Learning as a Group

      • The Bible Project. An extensive animated video series has been prepared by Door of Hope, a church in Portland, Oregon. It includes introductions to many books of the Bible and helpful outlines of major Biblical themes. The YouTube channel includes playlists that divide the available videos into subject areas. This is a free resource that is funded by donations. This is an excellent resource for young and new believers who need a foundational understanding of the Bible, but it is also good for more seasoned believers. The project is under development, so the creators invite users to help fund future components of the resource.

      • For groups that need to explore the foundational teachings of the faith, Sam Soleyn teaches a series based on the elementary doctrines of Hebrews Chapter 6. Here’s a link to the first in the series. You can find the whole series (“29-41 Elementary Doctrines Studio Sessions”) by clicking this link.

      • Start with learning about and doing the commands of Christ. This link from Heartland Church Network leads to a  Bible study based on seven major commands of Christ. Some lists include as many as 50 commands, but this study focuses on seven of them. This is an excellent approach for groups who are just getting started.

      • Sonship Studies. These are described at the tab above. Sonship studies are discussion driven and Spirit-led gatherings. Discussion questions are available, however the materials are not to be used as workbooks, rather they are to be used in prayer as preparation for the gathering. A coaching plan is required for the Sonship Study.

      • The Hope Project may be useful, particularly for fellowships with young believers. It could be used at the beginning of a gathering or be viewed by members before getting together so everyone can talk about it. A study guide is available. This is a well-produced overview of God’s story.

      • Our friends Tony and Felicity Dale endorse and teach an interactive Bible study pattern that uses four symbols to help people share around a passage.

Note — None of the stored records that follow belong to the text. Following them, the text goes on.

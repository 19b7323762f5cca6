//! Scaling history command

use anyhow::Result;
use tabled::Tabled;

use crate::client::{ApiClient, ScalingAction};
use crate::output::{
    color_action, format_percent, format_timestamp, print_json, print_warning, render_table,
    OutputFormat,
};

#[derive(Tabled)]
struct HistoryRow {
    #[tabled(rename = "Time")]
    timestamp: String,
    #[tabled(rename = "Service")]
    service: String,
    #[tabled(rename = "Action")]
    action: String,
    #[tabled(rename = "Replicas")]
    replicas: String,
    #[tabled(rename = "Reason")]
    reason: String,
    #[tabled(rename = "Load")]
    load: String,
    #[tabled(rename = "Healthy")]
    healthy: String,
}

/// Keep actions for `service` (if given), then the `limit` most recent
pub fn filter_history(
    history: Vec<ScalingAction>,
    service: Option<&str>,
    limit: Option<usize>,
) -> Vec<ScalingAction> {
    let filtered: Vec<ScalingAction> = history
        .into_iter()
        .filter(|a| service.map_or(true, |s| a.service == s))
        .collect();

    match limit {
        Some(limit) if filtered.len() > limit => filtered[filtered.len() - limit..].to_vec(),
        _ => filtered,
    }
}

/// Show recorded scaling actions, oldest first
pub async fn show_history(
    client: &ApiClient,
    service: Option<String>,
    limit: Option<usize>,
    format: OutputFormat,
) -> Result<()> {
    let history = filter_history(client.history().await?, service.as_deref(), limit);

    match format {
        OutputFormat::Json => print_json(&history)?,
        OutputFormat::Table => {
            if history.is_empty() {
                print_warning("No scaling actions recorded");
                return Ok(());
            }

            let total = history.len();
            let rows: Vec<HistoryRow> = history
                .into_iter()
                .map(|a| HistoryRow {
                    timestamp: format_timestamp(&a.timestamp),
                    service: a.service,
                    action: color_action(&a.action),
                    replicas: format!("{} -> {}", a.from_replicas, a.to_replicas),
                    reason: a.reason,
                    load: a
                        .observed_value
                        .map(format_percent)
                        .unwrap_or_else(|| "-".to_string()),
                    healthy: if a.health_confirmed { "yes" } else { "timeout" }.to_string(),
                })
                .collect();

            println!("{}", render_table(rows));
            println!("\nTotal: {} actions", total);
        }
    }

    Ok(())
}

1) A question mark: do you have any questions about what this verse says?

2) A lightbulb: this verse brings understanding either about the passage, or about something going on in your own life. The light has come on.

3) An arrow: God is speaking to you directly through this verse and there’s something you need to do about it

4) An ear: who do you know who needs to hear what has been shared?

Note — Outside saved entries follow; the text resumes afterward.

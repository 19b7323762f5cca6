//! CLI integration tests

use std::process::Command;

fn scalectl(args: &[&str]) -> std::process::Output {
    Command::new("cargo")
        .args(["run", "-q", "-p", "scalectl", "--"])
        .args(args)
        .output()
        .expect("Failed to execute command")
}

/// Test that the CLI shows help
#[test]
fn test_cli_help() {
    let output = scalectl(&["--help"]);
    let stdout = String::from_utf8_lossy(&output.stdout);

    assert!(output.status.success(), "CLI help should succeed");
    assert!(stdout.contains("Replica Autoscaler"), "Should show app name");
    assert!(stdout.contains("status"), "Should show status command");
    assert!(stdout.contains("metrics"), "Should show metrics command");
    assert!(stdout.contains("history"), "Should show history command");
}

/// Test that the CLI shows version
#[test]
fn test_cli_version() {
    let output = scalectl(&["--version"]);
    let stdout = String::from_utf8_lossy(&output.stdout);

    assert!(output.status.success(), "CLI version should succeed");
    assert!(stdout.contains("scalectl"), "Should show binary name");
}

/// Test history subcommand help
#[test]
fn test_history_help() {
    let output = scalectl(&["history", "--help"]);
    let stdout = String::from_utf8_lossy(&output.stdout);

    assert!(output.status.success(), "History help should succeed");
    assert!(stdout.contains("--service"), "Should show service option");
    assert!(stdout.contains("--limit"), "Should show limit option");
}

/// Test format and api-url options
#[test]
fn test_global_options() {
    let output = scalectl(&["--help"]);
    let stdout = String::from_utf8_lossy(&output.stdout);

    assert!(stdout.contains("--format"), "Should show format option");
    assert!(stdout.contains("table"), "Should show table format");
    assert!(stdout.contains("json"), "Should show json format");
    assert!(stdout.contains("--api-url"), "Should show api-url option");
    assert!(stdout.contains("SCALECTL_API_URL"), "Should show env var");
}

/// Test invalid command error handling
#[test]
fn test_invalid_command() {
    let output = scalectl(&["scale-up"]);

    assert!(!output.status.success(), "Invalid command should fail");

    let stderr = String::from_utf8_lossy(&output.stderr);
    assert!(
        stderr.contains("error") || stderr.contains("invalid"),
        "Should show error message"
    );
}

/// Test invalid limit value
#[test]
fn test_invalid_limit() {
    let output = scalectl(&["history", "--limit", "many"]);

    assert!(!output.status.success(), "Non-numeric limit should fail");
}

/// Test unreachable API reports an error
#[test]
fn test_unreachable_api() {
    let output = scalectl(&["--api-url", "http://127.0.0.1:9", "status"]);

    assert!(!output.status.success(), "Unreachable API should fail");
    let stderr = String::from_utf8_lossy(&output.stderr);
    assert!(stderr.contains("Failed to send request"));
}
//! API client for the autoscaler status API

use anyhow::{Context, Result};
use chrono::{DateTime, Utc};
use reqwest::Client;
use serde::{de::DeserializeOwned, Deserialize, Serialize};
use std::collections::BTreeMap;
use url::Url;

/// Metric name -> service name -> value in percent
pub type MetricSnapshot = BTreeMap<String, BTreeMap<String, f64>>;

/// API client for the autoscaler status endpoints
pub struct ApiClient {
    client: Client,
    base_url: Url,
}

impl ApiClient {
    /// Create a new API client
    pub fn new(base_url: &str) -> Result<Self> {
        let client = Client::builder()
            .timeout(std::time::Duration::from_secs(30))
            .build()
            .context("Failed to create HTTP client")?;

        let base_url = Url::parse(base_url).context("Invalid API URL")?;

        Ok(Self { client, base_url })
    }

    /// Make a GET request
    pub async fn get<T: DeserializeOwned>(&self, path: &str) -> Result<T> {
        let url = self.base_url.join(path).context("Invalid path")?;

        let response = self
            .client
            .get(url)
            .send()
            .await
            .context("Failed to send request")?;

        if !response.status().is_success() {
            let status = response.status();
            let body = response.text().await.unwrap_or_default();
            anyhow::bail!("API error ({}): {}", status, body);
        }

        response.json().await.context("Failed to parse response")
    }

    pub async fn health(&self) -> Result<HealthResponse> {
        self.get("health").await
    }

    pub async fn metrics(&self) -> Result<MetricSnapshot> {
        self.get("metrics").await
    }

    pub async fn history(&self) -> Result<Vec<ScalingAction>> {
        self.get("history").await
    }
}

// API response types

#[derive(Debug, Clone, Serialize, Deserialize)]
#[serde(rename_all = "camelCase")]
pub struct HealthResponse {
    pub status: String,
    pub timestamp: DateTime<Utc>,
    pub services: BTreeMap<String, ServiceStatus>,
    pub metrics: MetricSnapshot,
    pub scaling_history: Vec<ScalingAction>,
    #[serde(default)]
    pub scaling_in_progress: bool,
}

#[derive(Debug, Clone, Serialize, Deserialize)]
#[serde(rename_all = "camelCase")]
pub struct ServiceStatus {
    pub name: String,
    pub replicas: Option<u32>,
    pub last_scale_action: Option<DateTime<Utc>>,
    #[serde(default, skip_serializing_if = "Option::is_none")]
    pub last_action: Option<String>,
}

#[derive(Debug, Clone, Serialize, Deserialize)]
#[serde(rename_all = "camelCase")]
pub struct ScalingAction {
    pub timestamp: DateTime<Utc>,
    pub service: String,
    pub action: String,
    pub from_replicas: u32,
    pub to_replicas: u32,
    pub reason: String,
    #[serde(default, skip_serializing_if = "Option::is_none")]
    pub observed_value: Option<f64>,
    #[serde(default = "default_confirmed")]
    pub health_confirmed: bool,
}

fn default_confirmed() -> bool {
    true
}

#[cfg(test)]
mod tests {
    use super::*;

    const HEALTH_BODY: &str = r#"{
        "status": "healthy",
        "timestamp": "2024-05-01T12:00:00Z",
        "services": {
            "web": {"name": "web", "replicas": 3, "lastScaleAction": "2024-05-01T11:55:00Z", "lastAction": "up"},
            "api": {"name": "api", "replicas": null, "lastScaleAction": null}
        },
        "metrics": {"cpu": {"web": 81.5}},
        "scalingHistory": [{
            "timestamp": "2024-05-01T11:55:00Z",
            "service": "web",
            "action": "up",
            "fromReplicas": 2,
            "toReplicas": 3,
            "reason": "high-load",
            "observedValue": 90.0,
            "healthConfirmed": true
        }],
        "scalingInProgress": false,
        "lastCollection": null
    }"#;

    #[tokio::test]
    async fn test_health() {
        let mut server = mockito::Server::new_async().await;
        let mock = server
            .mock("GET", "/health")
            .with_status(200)
            .with_header("content-type", "application/json")
            .with_body(HEALTH_BODY)
            .create_async()
            .await;

        let client = ApiClient::new(&server.url()).unwrap();
        let health = client.health().await.unwrap();

        mock.assert_async().await;
        assert_eq!(health.status, "healthy");
        assert_eq!(health.services["web"].replicas, Some(3));
        assert_eq!(health.services["api"].replicas, None);
        assert_eq!(health.metrics["cpu"]["web"], 81.5);
        assert_eq!(health.scaling_history[0].to_replicas, 3);
    }

    #[tokio::test]
    async fn test_history() {
        let mut server = mockito::Server::new_async().await;
        server
            .mock("GET", "/history")
            .with_status(200)
            .with_body(
                r#"[{"timestamp":"2024-05-01T11:55:00Z","service":"web","action":"down",
                    "fromReplicas":3,"toReplicas":2,"reason":"low-load","healthConfirmed":false}]"#,
            )
            .create_async()
            .await;

        let client = ApiClient::new(&server.url()).unwrap();
        let history = client.history().await.unwrap();

        assert_eq!(history.len(), 1);
        assert_eq!(history[0].action, "down");
        assert_eq!(history[0].observed_value, None);
        assert!(!history[0].health_confirmed);
    }

    #[tokio::test]
    async fn test_api_error_status() {
        let mut server = mockito::Server::new_async().await;
        server
            .mock("GET", "/metrics")
            .with_status(500)
            .with_body("boom")
            .create_async()
            .await;

        let client = ApiClient::new(&server.url()).unwrap();
        let err = client.metrics().await.unwrap_err();

        assert!(err.to_string().contains("500"));
    }

    #[test]
    fn test_invalid_base_url() {
        assert!(ApiClient::new("not a url").is_err());
    }
}
//! Replica autoscaler CLI
//!
//! A command-line tool for inspecting autoscaler status, the current
//! metrics snapshot and the scaling history.

mod client;
mod commands;
mod output;

use anyhow::Result;
use clap::{Parser, Subcommand};
use commands::{history, status};

/// Replica autoscaler CLI
#[derive(Parser)]
#[command(name = "scalectl")]
#[command(author, version, about = "CLI for the Replica Autoscaler", long_about = None)]
pub struct Cli {
    /// Status API URL (can also be set via SCALECTL_API_URL env var)
    #[arg(long, env = "SCALECTL_API_URL", default_value = "http://localhost:8080")]
    pub api_url: String,

    /// Output format
    #[arg(long, short, default_value = "table")]
    pub format: output::OutputFormat,

    #[command(subcommand)]
    pub command: Commands,
}

#[derive(Subcommand)]
pub enum Commands {
    /// Show overall status and per-service replicas
    Status,

    /// Show the latest metrics snapshot
    Metrics,

    /// Show scaling history
    History {
        /// Only show actions for this service
        #[arg(long, short)]
        service: Option<String>,

        /// Show at most this many of the most recent actions
        #[arg(long, short)]
        limit: Option<usize>,
    },
}

#[tokio::main]
async fn main() -> Result<()> {
    let cli = Cli::parse();

    let client = client::ApiClient::new(&cli.api_url)?;

    match cli.command {
        Commands::Status => status::show_status(&client, cli.format).await?,
        Commands::Metrics => status::show_metrics(&client, cli.format).await?,
        Commands::History { service, limit } => {
            history::show_history(&client, service, limit, cli.format).await?;
        }
    }

    Ok(())
}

Felicity writes, “It’s this last symbol that helps to create an impact beyond the gathering. When each person is accountable, not only to apply what they have learned in their own lives but also to pass  it on  to someone outside the group, the influence of the group spreads. When the person they share it with is a not-yet-believer, there is the opportunity to multiply.

We retain only 5% of what we hear, but 90% of what we teach on to others. This practice therefore, not only spreads the message, it also helps people to retain what they have learned.”

      • Bible Survey from the perspective of a loving Father. Our friend Wayne Jacobsen (http://lifestream.org) has assembled a valuable series of teachings called The Jesus Lens. This is a wonderfully complete series that surveys the whole Bible from the perspective of the loving Father of the New Testament. If a group is looking for a way to lay down a foundation for Biblical literacy this is a great tool. It includes both audio and video files of Wayne’s presentation, as well as downloadable notes and PDFs of the PowerPoint slides he uses. A fellowship could use this material while gathered together or watch/listen to it privately and discuss the ideas when members meet.